The positive evidence of record consists primarily ofthe VHA medical opinion, from a board-certified hepatologist, which reflects a full review of all medical evidence of record, including the prior VA opinions, and bases his opinion on professional and personal experience, as well as the traditional risk factors for hepatitis C. On the other hand, the negative evidence of record consists of a January 2006 addendum in which a VAnurse practitioner was unable to provide a definitive opinion. However, in a March 2006 opinion, the same VA medical professional determined that the Veteran’s service-connected infectious hepatitis did not play a significant role in the development of the current hepatitis C. She articulated a credible opinion regarding etiology, and supported that opinion with clinical rationale and citation to the Veteran’s medical history.

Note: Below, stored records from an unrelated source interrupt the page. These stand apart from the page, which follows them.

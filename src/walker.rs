use fnv::FnvHashSet;

use crate::{
    error::{AssemblyResult, GraphInconsistency},
    graph::{OverlapGraph, Vertex},
};

/// Neighbours of `v`, failing if it is a junction
fn successors<'a>(
    graph: &'a OverlapGraph,
    v: &Vertex,
) -> Result<Vec<&'a Vertex>, GraphInconsistency> {
    let neighbors = graph.neighbors(v);
    if neighbors.len() > 2 {
        return Err(GraphInconsistency::Junction {
            vertex: v.clone(),
            degree: neighbors.len(),
        });
    }
    Ok(neighbors)
}

struct Walk<'a> {
    graph: &'a OverlapGraph,
    start: &'a Vertex,
    visited: FnvHashSet<&'a Vertex>,
    limit: usize,
}

impl<'a> Walk<'a> {
    fn runaway(&self) -> GraphInconsistency {
        GraphInconsistency::RunawayWalk {
            start: self.start.clone(),
            limit: self.limit,
        }
    }

    /// Follows the graph away from `prev` through `next` until a free
    /// end. The returned vertices start with `next`.
    fn extend(
        &mut self,
        mut prev: &'a Vertex,
        mut next: &'a Vertex,
    ) -> Result<Vec<&'a Vertex>, GraphInconsistency> {
        let mut walked = Vec::new();
        loop {
            if !self.visited.insert(next) || self.visited.len() > self.limit {
                return Err(self.runaway());
            }
            walked.push(next);

            let neighbors = successors(self.graph, next)?;
            if neighbors.len() < 2 {
                return Ok(walked);
            }
            let ahead = neighbors.into_iter().find(|n| *n != prev);
            match ahead {
                Some(ahead) => {
                    prev = next;
                    next = ahead;
                }
                None => return Ok(walked),
            }
        }
    }
}

/// Extracts the maximal path through the smallest vertex left in the
/// graph, without modifying it. The path is oriented so that its first
/// vertex sorts before its last. An empty graph gives an empty path.
pub fn next_path(graph: &OverlapGraph) -> AssemblyResult<Vec<Vertex>> {
    let start = match graph.first_vertex() {
        Some(v) => v,
        None => return Ok(Vec::new()),
    };

    let mut walk = Walk {
        graph,
        start,
        visited: FnvHashSet::default(),
        limit: graph.vertex_count(),
    };
    walk.visited.insert(start);

    let succ = successors(graph, start)?;
    let path: Vec<&Vertex> = match succ.as_slice() {
        [] => vec![start],
        [ahead] => {
            let mut path = vec![start];
            path.extend(walk.extend(start, *ahead)?);
            path
        }
        [ahead, behind] => {
            let forward = walk.extend(start, *ahead)?;
            let mut path = walk.extend(start, *behind)?;
            path.reverse();
            path.push(start);
            path.extend(forward);
            path
        }
        _ => unreachable!("successors never returns more than two vertices"),
    };

    let mut path: Vec<Vertex> = path.into_iter().cloned().collect();
    if path.last() < path.first() {
        path.reverse();
    }

    log::debug!(
        "Walked {} vertices from {} to {}",
        path.len(),
        path[0],
        path[path.len() - 1]
    );

    Ok(path)
}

What no one (besides the Hexpert) is admitting here is the glaring fact that this Vet had a AST (SGOT) of 148 a year after his “ acute, resolved HAV infection”. If the AST was cooking at 148 you can bet the ALT was about 170. The Board does mention it in passing, but it is not addressed in the positive-negative powwow. This is the smoking gun. How is it the ARNP, assigned this job not once, no, not twice, but three times, managed to overlook this little tidbit. It was right there in his SMRs. VA examiners are paid very handsomely for their expertise. That’s all they do. They didn’t run down to the VAMC and grab her out of the gastroenterology clinic. She was on staff at the RO. This is the St. Petersburg VARO. The smart money says she still works there and is currently denying HCVets on a fairly regular basis.
Finally, in the last paragraph, we find the real reason the Vet won. It turns out a Board certified hepatologist is a full house whereas an ARNP is two pair.
In this regard, the Board acknowledges that neither the negative March 2006 VA opinion nor the September 2010 positive VHA opinion referenced medical literature to support the medical conclusions contained therein or to reject any opposing conclusion but that both opinions were based upon a complete and thorough review of the claims folder. However, the March 2006 negative VA opinion was rendered by an advanced registered nurse practitioner, and the September 2010 positive VHA opinion was rendered by a doctor who specializes in gastroenterology and hepatology (indeed the Chief of the Gastroenterology and Hepatology Department at a medical facility).
This further illustrates the “white wall”. The gastrodoc didn’t say the ARNP twit was all wrong. He didn’t ask how she could come to the horribly misguided conclusion that the HAV was acute. An AST of 148 a year later is not just a smoking gun- its a smoking 155mm Howitzer. He made his own case without disparaging hers. They should revoke her license to opine, but they won’t. She works for VA and does what she’s told, even if it conflicts with the truth.
We at AskNod do not subscribe to conspiracy theories about how VA seems intent on denying our claims with the flimsiest of evidence. We do not produce complicated plots that require hours to explain. We don’t have to when evidence like this surfaces. We do not believe this constitutes a coincidence. VA personnel are employed to do this for a living, not a side job. This is all they do. We, as Vets, would like to hear the VA’s tortured explanation for why they suffer this 70% error rate in ratings.